Single by Roy Orbison

from the album Lonely and Blue
- B-side: "Today's Teardrops"
- Published: September 19, 1960 Acuff-Rose Publications, Inc.
- Released: August 1960
- Recorded: August 8, 1960
- Studio: RCA Victor Studio B, Nashville, Tennessee
- Genre: Pop rock
- Length: 2:43
- Label: Monument
- Songwriters: Roy Orbison; Joe Melson;
- Producer: Fred Foster

Roy Orbison singles chronology
| "Only the Lonely (Know the Way I Feel)" (1960) | "Blue Angel" (1960) | "I'm Hurtin'" (1960) |

= Blue Angel (song) =

1960 single by Roy Orbison

"Blue Angel" is a song by Roy Orbison, released as a single in August 1960. Released as the follow-up to the international hit "Only the Lonely (Know the Way I Feel)", "Blue Angel" peaked at number nine on the Billboard Hot 100 and number eleven on the UK's Record Retailer Top 50.

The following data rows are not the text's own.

// SPDX-FileCopyrightText: 2025 Jason Pena <jasonpena@awkless.com>
// SPDX-License-Identifier: MIT

//! Fuzzy template name matching.
//!
//! Template names are filtered, not ranked. A candidate name matches a search
//! term through one of two stages:
//!
//! 1. __Containment__: the lower-cased candidate contains the lower-cased term.
//! 2. __Similarity__: with every character that is not a letter or digit
//!    stripped away from both sides, the candidate starts or ends with the
//!    term. Thus "node" finds "Node.js", and "3" finds "Python3".
//!
//! Each candidate is reported at most once, even when both stages succeed.

/// Matcher for one search term.
///
/// Normalizes the search term once so it can be checked against any number of
/// candidate names.
#[derive(Debug, Clone, PartialEq, Eq)]
pub struct FuzzyMatcher {
    term: String,
    stripped: String,
}

impl FuzzyMatcher {
    /// Construct new matcher for target search term.
    pub fn new(term: impl AsRef<str>) -> Self {
        let term = term.as_ref().to_lowercase();
        let stripped = strip_special(&term);
        Self { term, stripped }
    }

    /// Check if candidate name matches search term.
    pub fn is_match(&self, candidate: impl AsRef<str>) -> bool {
        let candidate = candidate.as_ref().to_lowercase();
        if candidate.contains(&self.term) {
            return true;
        }

        let candidate = strip_special(&candidate);
        candidate.starts_with(&self.stripped) || candidate.ends_with(&self.stripped)
    }
}

/// Filter candidate names by search term.
///
/// Preserves the order of `candidates`. An empty term matches everything.
pub fn fuzzy_search(
    candidates: impl IntoIterator<Item = impl AsRef<str>>,
    term: impl AsRef<str>,
) -> Vec<String> {
    let matcher = FuzzyMatcher::new(term);
    candidates
        .into_iter()
        .filter(|candidate| matcher.is_match(candidate))
        .map(|candidate| candidate.as_ref().to_owned())
        .collect()
}

fn strip_special(text: &str) -> String {
    text.chars().filter(|c| c.is_alphanumeric()).collect()
}
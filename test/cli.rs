// SPDX-FileCopyrightText: 2025 Jason Pena <jasonpena@awkless.com>
// SPDX-License-Identifier: MIT

use crate::RemoteFixture;

use anyhow::Result;
use assert_cmd::Command;
use predicates::prelude::*;
use pretty_assertions::assert_eq;
use std::fs::{read, write};

#[test]
fn help_lists_commands() -> Result<()> {
    Command::cargo_bin("iggen")?
        .arg("--help")
        .assert()
        .success()
        .stdout(predicate::str::contains("list"))
        .stdout(predicate::str::contains("search"))
        .stdout(predicate::str::contains("gen"));

    Ok(())
}

#[test]
fn command_long_help_shows_examples() -> Result<()> {
    Command::cargo_bin("iggen")?
        .args(["gen", "--help"])
        .assert()
        .success()
        .stdout(predicate::str::contains("iggen gen go rust --banners"));

    Ok(())
}

#[test]
fn missing_arguments_fail() -> Result<()> {
    Command::cargo_bin("iggen")?.assert().failure();
    Command::cargo_bin("iggen")?.arg("search").assert().failure();
    Command::cargo_bin("iggen")?.arg("gen").assert().failure();
    Command::cargo_bin("iggen")?.arg("frobnicate").assert().failure();

    Ok(())
}

#[test]
fn list_prints_one_template_per_line() -> Result<()> {
    let mut fixture = RemoteFixture::new()?;
    let listing = fixture.mock_listing();

    fixture
        .iggen()?
        .arg("list")
        .assert()
        .success()
        .stdout("Go\nPython\nNode\n");
    listing.assert();

    Ok(())
}

#[test]
fn list_reports_api_failure() -> Result<()> {
    let mut fixture = RemoteFixture::new()?;
    let _status = fixture.mock_status("/contents", 500);

    fixture.iggen()?.arg("list").assert().failure().code(1);

    Ok(())
}

#[test]
fn search_prints_count_and_matches() -> Result<()> {
    let mut fixture = RemoteFixture::new()?;
    let _listing = fixture.mock_listing();

    fixture
        .iggen()?
        .args(["search", "pyth"])
        .assert()
        .success()
        .stdout("found 1 matching template(s):\n  Python\n");

    fixture
        .iggen()?
        .args(["search", "cobol"])
        .assert()
        .success()
        .stdout(predicate::str::contains("no matching templates"));

    Ok(())
}

#[test]
fn gen_merges_templates_in_request_order() -> Result<()> {
    let mut fixture = RemoteFixture::new()?;
    let _listing = fixture.mock_listing();
    let _template = fixture.mock_template("Go", "go-content");
    let _template = fixture.mock_template("Python", "py-content");

    fixture
        .iggen()?
        .args(["gen", "go", "PYTHON"])
        .assert()
        .success()
        .stdout(predicate::str::contains("go, PYTHON"));

    let result = read(fixture.workdir().join(".gitignore"))?;
    assert_eq!(result, b"go-contentpy-content");

    Ok(())
}

#[test]
fn gen_force_overwrites_existing_file() -> Result<()> {
    let mut fixture = RemoteFixture::new()?;
    let _listing = fixture.mock_listing();
    let _template = fixture.mock_template("Node", "node_modules/\n");
    write(fixture.workdir().join(".gitignore"), "stale rules that are longer\n")?;

    fixture
        .iggen()?
        .args(["gen", "--force", "--banners", "node"])
        .assert()
        .success();

    let result = read(fixture.workdir().join(".gitignore"))?;
    assert_eq!(result, b"### node ###\nnode_modules/\n");

    Ok(())
}

#[test]
fn gen_unknown_template_writes_nothing() -> Result<()> {
    let mut fixture = RemoteFixture::new()?;
    let _listing = fixture.mock_listing();
    let _template = fixture.mock_template("Go", "go-content");

    fixture
        .iggen()?
        .args(["gen", "Go", "Cobol"])
        .assert()
        .failure()
        .code(1);
    assert!(!fixture.workdir().join(".gitignore").exists());

    Ok(())
}

#[test]
fn gen_failed_fetch_writes_nothing() -> Result<()> {
    let mut fixture = RemoteFixture::new()?;
    let _listing = fixture.mock_listing();
    let _template = fixture.mock_template("Go", "go-content");
    let _status = fixture.mock_status("/raw/Python.gitignore", 404);

    fixture
        .iggen()?
        .args(["gen", "Go", "Python"])
        .assert()
        .failure()
        .code(1);
    assert!(!fixture.workdir().join(".gitignore").exists());

    Ok(())
}

#[test]
fn gen_piped_yes_overwrites_existing_file() -> Result<()> {
    let mut fixture = RemoteFixture::new()?;
    let _listing = fixture.mock_listing();
    let _template = fixture.mock_template("Go", "go-content");
    write(fixture.workdir().join(".gitignore"), "old\n")?;

    fixture
        .iggen()?
        .args(["gen", "Go"])
        .write_stdin("y\n")
        .assert()
        .success()
        .stdout(predicate::str::contains("generated .gitignore from templates: Go"));

    let result = read(fixture.workdir().join(".gitignore"))?;
    assert_eq!(result, b"go-content");

    Ok(())
}

#[test]
fn gen_piped_decline_keeps_existing_file() -> Result<()> {
    let mut fixture = RemoteFixture::new()?;
    let _listing = fixture.mock_listing();
    let _template = fixture.mock_template("Go", "go-content");
    write(fixture.workdir().join(".gitignore"), "old\n")?;

    for answer in ["", "n\n", "yes please\n"] {
        fixture
            .iggen()?
            .args(["gen", "Go"])
            .write_stdin(answer)
            .assert()
            .success()
            .code(0)
            .stdout(predicate::str::contains("operation cancelled"));

        let result = read(fixture.workdir().join(".gitignore"))?;
        assert_eq!(result, b"old\n");
    }

    Ok(())
}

==Background and release==
"Blue Angel" followed its predecessor, "Only the Lonely (Know the Way I Feel)", in very much the same style with Orbison once again able to show off his falsetto and semi-operatic vocals and also followed its theme of lost love. However, whilst "Only the Lonely" was a gloomy song of self-pity, "Blue Angel" was, according to musician and writer John Kruth, "a dollop of commercial fluff… [and that] lyrically, it was rather sappy, a trite knock-off about teen love, all too typical of its time. Its power lay in its simple but insidious melody."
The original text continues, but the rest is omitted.